「こっちの二つは、シフォンケーキか?」
「そう、予想以上に上手く焼けて、自分でも吃驚しちゃった。」


見た目だけでも分かるフワフワと柔らかなシフォンケーキは、本当に美味そうだった。
今直ぐにでも手に取って、口の中に放り込みたい気分になる。


「気のせいかな。何だか緑色してないか、これ?」
「これは抹茶のシフォンケーキだから。ほろっと苦味があって美味しいのよ。で、こっちは紅茶味。良い香りでしょ。」


アナベルがナイフを入れると、切れ目からは鮮やかな緑色をした生地がチラリと覗いた。
甘い匂いに混じって、仄かに香るグリーンティー独特の深い香り。
随分と珍しいものを作るのだなと、ケーキをカットするアナベルの横顔を見ていて、不意に思い出した。
そう言えば、彼女は日本生まれだったっけ。
ココで共に暮らし始めて、ずっと一緒に居たから、そんな事も忘れそうになっていた。


「抹茶、どうやって手に入れたんだ?」
「この前、青銅クン達が沙織ちゃんに会いに来た時があったでしょ。あの時、瞬クンがお土産にって、渡してくれたの。」
「へぇ、青銅の坊や達がね……。」


全く、いつの間に……。
まだまだ子供だからと気にも掛けずにいたが、こうなると、あいつらも危険だな。
危ないのは、他の黄金聖闘士だけではないという事か。
油断も隙もあったもんじゃない。


「あ、アイオロス。
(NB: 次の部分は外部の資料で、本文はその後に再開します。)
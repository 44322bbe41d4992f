//! Paired companion devices: persistent pairing records and the TCP bridge
//! they connect through.

mod bridge;
mod store;

pub use bridge::{
    advertise_bridge, BridgeFrame, NodeBridge, OperatorPrompt, PairRequest, PAIRING_PROMPT_TIMEOUT,
};
pub use store::{generate_token, NodeStore, NodeView, PairedNode};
ちょっと嫉妬した?」
「ん? 何で、そう思う?」
「だって、眉毛がちょっとだけピクってなった。」
「良く見てるな、アナベル……。」


浮かんでくる苦笑いを誤魔化すため、切り分けられた抹茶のシフォンケーキをひと切れ手に取り、それに齧り付いた。
途端、口の中に広がる程好い甘さと適度な苦味。
どことなく上品で、それでいて薄過ぎない味と甘さ。
まさしく俺の好みの味に、頬が蕩け落ちそうになった。


「……美味い。」
「本当? 良かった〜!」
「これだけ美味く作れるなら、練習なんて必要なかったんじゃないのか?」
「でも、いきなり本番だと、失敗するかもしれないでしょ? だから、練習はしっかりしなきゃ。」


念には念を入れて、というところかな。
それが俺のためであるのだから、余計に嬉しくなって、空いていたもう一方の手をアナベルの腰に回し、グッと引き寄せた。